§ **Your goal**: Reproduce the entries below character for character.

§ **Source records**:
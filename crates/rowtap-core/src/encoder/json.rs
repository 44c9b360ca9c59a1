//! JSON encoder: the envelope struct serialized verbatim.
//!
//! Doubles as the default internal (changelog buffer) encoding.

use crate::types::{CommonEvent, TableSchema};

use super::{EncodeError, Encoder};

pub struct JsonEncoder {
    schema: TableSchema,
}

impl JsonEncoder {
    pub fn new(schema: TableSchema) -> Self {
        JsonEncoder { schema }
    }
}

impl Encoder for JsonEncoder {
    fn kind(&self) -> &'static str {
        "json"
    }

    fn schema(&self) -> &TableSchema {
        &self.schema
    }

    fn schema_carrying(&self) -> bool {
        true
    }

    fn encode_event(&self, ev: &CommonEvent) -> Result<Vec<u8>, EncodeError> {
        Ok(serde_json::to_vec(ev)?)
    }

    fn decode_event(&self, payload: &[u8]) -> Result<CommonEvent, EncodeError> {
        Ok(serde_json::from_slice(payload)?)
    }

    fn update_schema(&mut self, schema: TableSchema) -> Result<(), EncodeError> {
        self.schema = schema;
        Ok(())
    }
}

§ **Answer**:
filename crates/rowtap-core/src/encoder/json.rs
repository 44c9b360ca9c59a1
//! JSON encoder: the envelope struct serialized verbatim.
//!
//! Doubles as the default internal (changelog buffer) encoding.

use crate::types::{CommonEvent, TableSchema};

use super::{EncodeError, Encoder};

pub struct JsonEncoder {
    schema: TableSchema,
}

impl JsonEncoder {
    pub fn new(schema: TableSchema) -> Self {
        JsonEncoder { schema }
    }
}

impl Encoder for JsonEncoder {
    fn kind(&self) -> &'static str {
        "json"
    }

    fn schema(&self) -> &TableSchema {
        &self.schema
    }

    fn schema_carrying(&self) -> bool {
        true
    }

    fn encode_event(&self, ev: &CommonEvent) -> Result<Vec<u8>, EncodeError> {
        Ok(serde_json::to_vec(ev)?)
    }

    fn decode_event(&self, payload: &[u8]) -> Result<CommonEvent, EncodeError> {
        Ok(serde_json::from_slice(payload)?)
    }

    fn update_schema(&mut self, schema: TableSchema) -> Result<(), EncodeError> {
        self.schema = schema;
        Ok(())
    }
}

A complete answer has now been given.